My guess is that he was letting you know in advance so that you have time to prepare your answers, as one might not be able to answer questions about data structures having just been told about them. Kind of like pre-release material before an exam to give you time to prepare to answer the questions. It sounds unusual, but perhaps they have a habit of doing that with all of their employees?


It seems odd to have a 'test' and to know the questions. Yes, the interviewer looks better initially if you do well and that may be their motivation.

What I distill from this is that they want specific questions answered.
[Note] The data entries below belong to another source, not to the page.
use std::cell::RefCell;

use crate::error::GatewayError;
use crate::models::{ApplicationPatch, ApplicationRecord, NewApplication};

/// Persistence collaborator: a per-user collection of applications.
pub trait ApplicationStore {
    /// All of `user_id`'s applications, most recently applied first.
    fn list_by_user(&self, user_id: &str) -> Result<Vec<ApplicationRecord>, GatewayError>;

    /// Store a new application with a pending pipeline and return its id.
    fn create(&self, user_id: &str, fields: &NewApplication) -> Result<String, GatewayError>;

    /// Apply the fields present in `patch`; absent fields are untouched.
    fn update(&self, id: &str, patch: &ApplicationPatch) -> Result<(), GatewayError>;

    fn delete(&self, id: &str) -> Result<(), GatewayError>;
}

pub fn new_id() -> String {
    uuid::Uuid::new_v4().to_string()
}

/// Newest applied date first; insertion order breaks ties, newest first.
pub fn sort_newest_first(records: &mut [ApplicationRecord]) {
    records.sort_by(|a, b| b.applied_date.cmp(&a.applied_date));
}

/// Session-scoped store used when nobody is signed in, and in tests.
#[derive(Debug, Default)]
pub struct MemoryStore {
    rows: RefCell<Vec<(String, ApplicationRecord)>>,
}

impl MemoryStore {
    #[cfg(test)]
    pub fn new() -> Self {
        Self::default()
    }

    /// Seed with records already owned by `user_id`, keeping their ids.
    pub fn with_records(user_id: &str, records: Vec<ApplicationRecord>) -> Self {
        let rows = records
            .into_iter()
            .map(|r| (user_id.to_string(), r))
            .collect();
        Self {
            rows: RefCell::new(rows),
        }
    }
}

impl ApplicationStore for MemoryStore {
    fn list_by_user(&self, user_id: &str) -> Result<Vec<ApplicationRecord>, GatewayError> {
        let rows = self.rows.borrow();
        // Newest insertions last; reverse so ties keep newest first after the stable sort
        let mut records: Vec<ApplicationRecord> = rows
            .iter()
            .rev()
            .filter(|(owner, _)| owner == user_id)
            .map(|(_, r)| r.clone())
            .collect();
        sort_newest_first(&mut records);
        Ok(records)
    }

    fn create(&self, user_id: &str, fields: &NewApplication) -> Result<String, GatewayError> {
        let id = new_id();
        self.rows
            .borrow_mut()
            .push((user_id.to_string(), ApplicationRecord::new(id.clone(), fields)));
        Ok(id)
    }

    fn update(&self, id: &str, patch: &ApplicationPatch) -> Result<(), GatewayError> {
        let mut rows = self.rows.borrow_mut();
        let (_, record) = rows
            .iter_mut()
            .find(|(_, r)| r.id == id)
            .ok_or_else(|| GatewayError::NotFound(id.to_string()))?;
        patch.apply_to(record);
        Ok(())
    }

    fn delete(&self, id: &str) -> Result<(), GatewayError> {
        let mut rows = self.rows.borrow_mut();
        let before = rows.len();
        rows.retain(|(_, r)| r.id != id);
        if rows.len() == before {
            return Err(GatewayError::NotFound(id.to_string()));
        }
        Ok(())
    }
}
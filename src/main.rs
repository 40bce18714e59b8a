mod auth;
mod cache;
mod config;
mod db;
mod error;
mod filter;
mod models;
mod pipeline;
mod session;
mod stats;
mod store;
mod tui;
mod validate;

use anyhow::{bail, Context, Result};
use chrono::NaiveDate;
use clap::{Args, Parser, Subcommand};
use std::path::PathBuf;
use tracing::debug;
use tracing_subscriber::{fmt, prelude::*, EnvFilter};

use auth::{ConfiguredIdentity, IdentityProvider};
use cache::LocalCache;
use config::Config;
use db::Database;
use filter::{FilterState, Selection};
use models::{ApplicationPatch, ApplicationRecord, Assessment, Decision, Interview, NewApplication, Response};
use pipeline::{derived_stage, evaluate_staleness, stage_visibility, STALE_AFTER_DAYS};
use session::Session;

#[derive(Parser)]
#[command(name = "jobtrack")]
#[command(about = "Track job applications through assessment, interview and decision")]
struct Cli {
    /// Config file (defaults to config.toml in the platform config directory)
    #[arg(long, global = true)]
    config: Option<PathBuf>,

    /// SQLite database path, overriding the config
    #[arg(long, global = true)]
    db: Option<PathBuf>,

    #[command(subcommand)]
    command: Commands,
}

#[derive(Subcommand)]
enum Commands {
    /// Initialize the database
    Init,

    /// Record a new application
    Add {
        /// Job title
        title: String,

        /// Company name
        company: String,

        #[arg(short, long, default_value = "")]
        description: String,

        /// Link to the job posting
        #[arg(short, long, default_value = "")]
        link: String,

        /// Date applied (YYYY-MM-DD), defaults to today
        #[arg(short, long, value_parser = validate::parse_date)]
        applied: Option<NaiveDate>,
    },

    /// List applications
    List {
        #[command(flatten)]
        filter: FilterArgs,

        /// Print JSON instead of a table
        #[arg(long)]
        json: bool,
    },

    /// Show application details
    Show {
        /// Application id or unique prefix
        id: String,
    },

    /// Change the title, company, description, link or applied date
    Edit {
        /// Application id or unique prefix
        id: String,

        #[arg(long)]
        title: Option<String>,

        #[arg(long)]
        company: Option<String>,

        #[arg(long)]
        description: Option<String>,

        #[arg(long)]
        link: Option<String>,

        #[arg(long, value_parser = validate::parse_date)]
        applied: Option<NaiveDate>,
    },

    /// Move an application through the pipeline
    Update {
        /// Application id or unique prefix
        id: String,

        /// waiting, assessment, interview, rejection, no_response
        #[arg(short, long)]
        response: Option<Response>,

        /// Date the employer responded (YYYY-MM-DD)
        #[arg(long, value_parser = validate::parse_date, conflicts_with = "clear_response_date")]
        response_date: Option<NaiveDate>,

        /// Remove the stored response date
        #[arg(long)]
        clear_response_date: bool,

        /// pending, passed, failed, n/a
        #[arg(short, long)]
        assessment: Option<Assessment>,

        /// pending, scheduled, not_scheduled
        #[arg(short, long)]
        interview: Option<Interview>,

        /// pending, rejected, offered
        #[arg(short = 'D', long)]
        decision: Option<Decision>,
    },

    /// Delete an application
    Delete {
        /// Application id or unique prefix
        id: String,
    },

    /// Show summary statistics
    Stats {
        #[command(flatten)]
        filter: FilterArgs,

        #[arg(long)]
        json: bool,
    },

    /// List applications waiting longer than the staleness threshold
    Stale {
        /// Mark them as no response
        #[arg(long)]
        apply: bool,
    },

    /// Move applications from the local session into the signed-in account
    Migrate,

    /// Browse and update applications interactively
    Browse {
        #[command(flatten)]
        filter: FilterArgs,
    },

    /// Show the current identity
    Whoami,
}

#[derive(Args)]
struct FilterArgs {
    /// Response filter (all, waiting, assessment, interview, rejection, no_response)
    #[arg(long, default_value = "all")]
    response: Selection<Response>,

    /// Decision filter (all, pending, rejected, offered)
    #[arg(long, default_value = "all")]
    decision: Selection<Decision>,

    /// Assessment filter (all, pending, passed, failed, n/a)
    #[arg(long, default_value = "all")]
    assessment: Selection<Assessment>,

    /// Interview filter (all, pending, scheduled, not_scheduled)
    #[arg(long, default_value = "all")]
    interview: Selection<Interview>,
}

impl FilterArgs {
    fn state(&self) -> FilterState {
        FilterState {
            response: self.response,
            decision: self.decision,
            assessment: self.assessment,
            interview: self.interview,
        }
    }
}

fn init_logging(config: &Config) {
    let filter = match config.log.as_deref() {
        Some(directive) => EnvFilter::new(directive),
        None => EnvFilter::try_from_default_env().unwrap_or_else(|_| EnvFilter::new("jobtrack=warn")),
    };
    tracing_subscriber::registry()
        .with(filter)
        .with(fmt::layer().with_writer(std::io::stderr))
        .init();
}

/// The active session plus, when nobody is signed in, the cache it persists to.
struct Workspace {
    session: Session,
    cache: Option<LocalCache>,
}

impl Workspace {
    fn open(config: &Config, today: NaiveDate) -> Result<Self> {
        let identity = ConfiguredIdentity::new(config.identity.clone());
        let (mut session, cache) = match identity.current() {
            Some(identity) => {
                let db = Database::open(&config.database_path())?;
                db.ensure_initialized()?;
                (Session::open(Box::new(db), identity)?, None)
            }
            None => {
                let cache = LocalCache::new(config.cache_path());
                let records = cache.load_or_discard()?;
                (Session::anonymous(records), Some(cache))
            }
        };

        let report = session.apply_staleness_policy(config.staleness, today);
        let workspace = Self { session, cache };
        if !report.reclassified.is_empty() {
            workspace.save()?;
        }
        Ok(workspace)
    }

    /// Persist the anonymous session. Signed-in sessions are already stored.
    fn save(&self) -> Result<()> {
        if let Some(cache) = &self.cache {
            cache
                .save(self.session.records())
                .with_context(|| format!("Failed to save local session: {}", cache.path().display()))?;
            debug!(path = %cache.path().display(), "saved local session");
        }
        Ok(())
    }
}
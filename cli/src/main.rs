// This Source Code Form is subject to the terms of the Mozilla Public
// License, v. 2.0. If a copy of the MPL was not distributed with this
// file, You can obtain one at https://mozilla.org/MPL/2.0/.

use clap::{Arg, Command};
use eyre::{Result, WrapErr};
use std::fs::File;
use std::io::{stdin, BufReader};
use std::process::ExitCode;

use unitconv::repl;
use unitconv_core::{one_line, Catalog};

fn main() -> Result<ExitCode> {
    color_eyre::install()?;

    let matches = Command::new("unitconv")
        .version(env!("CARGO_PKG_VERSION"))
        .about("Interactive unit converter for lengths, weights, and temperatures")
        .arg(
            Arg::new("EXPR")
                .help("Evaluate a list of conversions. If no arguments are provided, an interactive session will start.")
                .num_args(..)
                .required(false),
        )
        .arg(
            Arg::new("file")
                .short('f')
                .long("file")
                .help("Reads conversions from a file, one per line. Pass `-` for stdin"),
        )
        .get_matches();

    if let Some(filename) = matches.get_one::<String>("file") {
        match &filename[..] {
            "-" => {
                let stdin_handle = stdin();
                repl::noninteractive(stdin_handle.lock(), false).map(|_| ExitCode::SUCCESS)
            }
            _ => {
                let file = File::open(&filename)
                    .wrap_err(format!("Failed to open input file `{filename}`"))?;
                repl::noninteractive(BufReader::new(file), false).map(|_| ExitCode::SUCCESS)
            }
        }
    } else if let Some(exprs) = matches.get_many::<String>("EXPR") {
        let catalog = Catalog::new();
        let mut exit_code = ExitCode::SUCCESS;
        for expr in exprs {
            println!("> {}", expr);
            match one_line(&catalog, expr) {
                Ok(v) => println!("{}", v),
                Err(e) => {
                    println!("{}", e);
                    exit_code = ExitCode::FAILURE;
                }
            }
        }
        Ok(exit_code)
    } else {
        repl::interactive().map(|_| ExitCode::SUCCESS)
    }
}
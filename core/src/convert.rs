// This Source Code Form is subject to the terms of the Mozilla Public
// License, v. 2.0. If a copy of the MPL was not distributed with this
// file, You can obtain one at https://mozilla.org/MPL/2.0/.

use crate::types::{Unit, UnitDef, UnitKind};

#[derive(Debug, Clone, Copy, PartialEq, Eq)]
pub enum ConvertError {
    /// The two units belong to different kinds.
    Incompatible,
    /// Negative quantities are rejected for lengths and weights.
    Negative(UnitKind),
}

/// Converts `quantity` from one unit to another.
///
/// Lengths and weights go through the reference unit: multiply by the
/// source factor, divide by the target factor. Temperatures use the
/// direct formula for each ordered pair; converting K to F does not
/// round-trip through Celsius, so results match the usual textbook
/// formulas bit for bit.
pub fn convert(quantity: f64, from: &UnitDef, to: &UnitDef) -> Result<f64, ConvertError> {
    if from.kind != to.kind {
        return Err(ConvertError::Incompatible);
    }
    if quantity < 0.0 && from.kind != UnitKind::Temperature {
        return Err(ConvertError::Negative(from.kind));
    }
    let result = match from.kind {
        UnitKind::Temperature => convert_temperature(quantity, from.unit, to.unit),
        UnitKind::Length | UnitKind::Weight => quantity * from.factor / to.factor,
    };
    Ok(result)
}

fn convert_temperature(value: f64, from: Unit, to: Unit) -> f64 {
    use crate::types::Unit::{Celsius, Fahrenheit, Kelvin};

    match (from, to) {
        (Celsius, Fahrenheit) => value * 9.0 / 5.0 + 32.0,
        (Fahrenheit, Celsius) => (value - 32.0) * 5.0 / 9.0,
        (Celsius, Kelvin) => value + 273.15,
        (Kelvin, Celsius) => value - 273.15,
        (Fahrenheit, Kelvin) => (value + 459.67) * 5.0 / 9.0,
        (Kelvin, Fahrenheit) => value * 9.0 / 5.0 - 459.67,
        // Identity covers from == to.
        _ => value,
    }
}

#[cfg(test)]
mod tests {
    use super::{convert, ConvertError};
    use crate::types::{UnitKind, DEFS};

    #[test]
    fn identity_conversion() {
        for def in DEFS {
            assert_eq!(convert(5.0, def, def).unwrap(), 5.0);
            assert_eq!(convert(0.0, def, def).unwrap(), 0.0);
        }
    }

    #[test]
    fn linear_round_trip() {
        for a in DEFS.iter().filter(|d| d.kind != UnitKind::Temperature) {
            for b in DEFS.iter().filter(|d| d.kind == a.kind) {
                let there = convert(3.5, a, b).unwrap();
                let back = convert(there, b, a).unwrap();
                assert!(
                    (back - 3.5).abs() < 1e-9,
                    "{:?} -> {:?} -> back gave {}",
                    a.unit,
                    b.unit,
                    back
                );
            }
        }
    }

    #[test]
    fn length_conversions() {
        let catalog = crate::Catalog::new();
        let km = catalog.lookup("km").unwrap();
        let mi = catalog.lookup("mi").unwrap();
        let ft = catalog.lookup("ft").unwrap();
        let inch = catalog.lookup("inch").unwrap();

        assert_eq!(convert(5.0, km, mi).unwrap(), 5.0 * 1000.0 / 1609.35);
        assert_eq!(convert(1.0, ft, inch).unwrap(), 0.3048 / 0.0254);
    }

    #[test]
    fn temperature_formulas() {
        let catalog = crate::Catalog::new();
        let c = catalog.lookup("c").unwrap();
        let f = catalog.lookup("f").unwrap();
        let k = catalog.lookup("k").unwrap();

        assert_eq!(convert(10.0, c, f).unwrap(), 50.0);
        assert_eq!(convert(100.0, f, c).unwrap(), 37.77777777777778);
        assert_eq!(convert(100.0, c, k).unwrap(), 373.15);
        assert_eq!(convert(0.0, k, c).unwrap(), -273.15);
        assert_eq!(convert(32.0, f, k).unwrap(), 273.15);
        assert_eq!(convert(300.0, k, f).unwrap(), 80.32999999999998);
    }

    #[test]
    fn celsius_fahrenheit_round_trip_is_exact() {
        let catalog = crate::Catalog::new();
        let c = catalog.lookup("c").unwrap();
        let f = catalog.lookup("f").unwrap();

        let there = convert(10.0, c, f).unwrap();
        assert_eq!(convert(there, f, c).unwrap(), 10.0);
    }

    #[test]
    fn negative_temperatures_are_fine() {
        let catalog = crate::Catalog::new();
        let f = catalog.lookup("f").unwrap();
        let c = catalog.lookup("c").unwrap();

        assert_eq!(convert(-40.0, f, c).unwrap(), -40.0);
    }

    #[test]
    fn negative_length_and_weight_are_rejected() {
        let catalog = crate::Catalog::new();
        let m = catalog.lookup("m").unwrap();
        let km = catalog.lookup("km").unwrap();
        let kg = catalog.lookup("kg").unwrap();
        let g = catalog.lookup("g").unwrap();

        assert_eq!(
            convert(-5.0, m, km),
            Err(ConvertError::Negative(UnitKind::Length))
        );
        assert_eq!(
            convert(-5.0, kg, g),
            Err(ConvertError::Negative(UnitKind::Weight))
        );
    }

    #[test]
    fn kind_mismatch_is_rejected() {
        let catalog = crate::Catalog::new();
        let m = catalog.lookup("m").unwrap();
        let kg = catalog.lookup("kg").unwrap();
        let c = catalog.lookup("c").unwrap();

        assert_eq!(convert(1.0, m, kg), Err(ConvertError::Incompatible));
        assert_eq!(convert(1.0, kg, c), Err(ConvertError::Incompatible));
    }
}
That doesn't mean that the one who gives the best answer actually gets the job.

The recruiter ought to get credit for sending such useful and knowledgeable people but at the end of the day it may be that the candidates who can implement your ideas at the lowest cost are the ones hired - and they get no credit for the idea.

Once you propose the best Data Structure for the questions/problems and how to avoid any pitfalls, to optimize the process, a well educated Manager may have all they need to get a lesser qualified person to implement them.

Always be wary of "How would you do this" questions when it's obvious you are well experienced and educated. The answer is "hire me and I'll take a look at it".

Once you make a problem easier for everyone to visualize and do your value is decreased, especially if you expect to be compensated.

I don't know why the interviewer would want the recruiter to do that, I'd wing-it and be wary if they required you to plan and present a complete answer for them to keep and for you to discard.

Something seems fishy, yet some other answers have said that it is commonplace; don't know what that says, were they hired?